A celebration of the life of Anne Jaap Jacobson – a longtime professor at the University of Houston – will be held on Nov. 28 in the M.D. Anderson Library's Rockwell Pavilion from 10-11:30 a.m.
Jacobson passed away in early October with Allan – her husband of 55 years – and her son Peter by her side. Allan is the Robert A. Welch Chair of Science and Director Emeritus for the Texas Center for Superconductivity at the University of Houston.
According to information provided by those close to Anne, she was born in Norfolk, Virginia in 1942, to Joseph and Frances Jaap. Her father was a career naval officer, and she lived in several places by the time she was four or five. She graduated from Stone Ridge High School in Bethesda, Maryland, and earned her B.A. with honors from the University of California, Berkeley.
Encouraged by professors at Berkeley, she went to Somerville College in Oxford for graduate work. She completed a B.Phil. and a D.Phil. with distinction at. She was the Mary Ewart Research Fellow at Somerville College, and the Fulford Research Fellow at St. Anne’s College.
In 1976, Anne, her husband and her son moved to Princeton. She continued her academic career while in Princeton with appointments at Princeton, Rutgers and Lehigh universities.

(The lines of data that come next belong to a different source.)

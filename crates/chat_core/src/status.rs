use std::time::Instant;

use crate::connection::{ConnectionSnapshot, ConnectionState};

/// User-facing connection status line. Derived data only; no business logic.
#[derive(Debug, Clone, PartialEq, Eq)]
pub struct StatusView {
    pub connected: bool,
    pub countdown_secs: Option<u64>,
    pub label: String,
}

pub struct StatusPresenter;

impl StatusPresenter {
    pub fn view(snapshot: &ConnectionSnapshot) -> StatusView {
        match snapshot.state {
            ConnectionState::Connected => StatusView {
                connected: true,
                countdown_secs: None,
                label: "Connected".to_string(),
            },
            ConnectionState::Reconnecting { .. } => {
                let secs = snapshot
                    .next_attempt_at
                    .map(|at| at.saturating_duration_since(Instant::now()))
                    .map(|remaining| remaining.as_secs_f64().ceil() as u64)
                    .unwrap_or(0);
                StatusView {
                    connected: false,
                    countdown_secs: Some(secs),
                    label: format!("Connection lost. Reconnecting in {secs}s"),
                }
            }
            ConnectionState::Connecting => StatusView {
                connected: false,
                countdown_secs: None,
                label: "Connecting".to_string(),
            },
            ConnectionState::Idle => StatusView {
                connected: false,
                countdown_secs: None,
                label: "Offline".to_string(),
            },
            ConnectionState::Disconnected => StatusView {
                connected: false,
                countdown_secs: None,
                label: "Disconnected".to_string(),
            },
        }
    }
}

#[cfg(test)]
mod tests {
    use std::time::Duration;

    use super::*;

    fn snapshot(state: ConnectionState, next_attempt_at: Option<Instant>) -> ConnectionSnapshot {
        ConnectionSnapshot {
            state,
            last_error: None,
            next_attempt_at,
        }
    }

    #[test]
    fn connected_label() {
        let view = StatusPresenter::view(&snapshot(ConnectionState::Connected, None));
        assert!(view.connected);
        assert_eq!(view.countdown_secs, None);
        assert_eq!(view.label, "Connected");
    }

    #[test]
    fn reconnecting_shows_rounded_up_countdown() {
        let at = Instant::now() + Duration::from_millis(2900);
        let view = StatusPresenter::view(&snapshot(
            ConnectionState::Reconnecting { attempt: 2 },
            Some(at),
        ));
        assert!(!view.connected);
        assert_eq!(view.countdown_secs, Some(3));
        assert_eq!(view.label, "Connection lost. Reconnecting in 3s");
    }

    #[test]
    fn terminal_disconnect_is_not_counting_down() {
        let view = StatusPresenter::view(&snapshot(ConnectionState::Disconnected, None));
        assert!(!view.connected);
        assert_eq!(view.countdown_secs, None);
        assert_eq!(view.label, "Disconnected");
    }
}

Anne and her husband moved to Houston in 1991. She was an associate professor in Philosophy at UH from 1991 to 2003, and then a professor in the Philosophy Department and the Electrical and Computer Engineering Department from 2003 to 2014. She became professor emerita in 2014.
At UH, she was active both internally and externally. She was president-elect and president of the UH Faculty Senate from 2002 to 2004, and director of the UH Center for Neuro-Engineering and Cognitive Science. Externally, she served on several American Philosophical Association programs and policy committees.
Anne’s research focused on the philosophy of mind and cognitive neuroscience, including the history and philosophy of cognitive science, the philosophy of David Hume, and feminist philosophy. In 2014, she published “Keeping the World in Mind: Mental Representations and the Sciences of the Mind,” in which she explored two different models of the mind and its relation to the world and argues that we need a new theory of mental representations, which reflects the way the notion of representation is actually used in cognitive neuroscience.
In 2012, she published “Neurofeminism,” co-edited with Heidi Maibom and Robyn Bluhm, which deals with issues at the intersection of feminist theory and cognitive science. Anne described herself as an experimental philosopher and armchair activist, and she was a regular contributor to the blog “Feminist Philosophers.”
In addition to friends in Houston, Anne had a wide network of friends on the Internet. She was regularly in contact with philosophers in Australia, Canada and New Zealand, many of whom she first met in Oxford.
Anne was a great lover of Oxford, and after her retirement, she spent significant amounts of time there in an apartment overlooking the Oxford canal and within walking distance of Somerville College, where she was a visiting academic.
Apart from her serious academic side, Anne enjoyed reading novels of different genres, especially detective stories, and she was a great cat lover. After coming to Houston, she took in several rescue cats named after herbs in recent years. She had Rosemary, Coriander, Basil and Tarragon.
Anne will be remembered for her intellect, humor, graciousness, and her love of family, philosophy and her cats.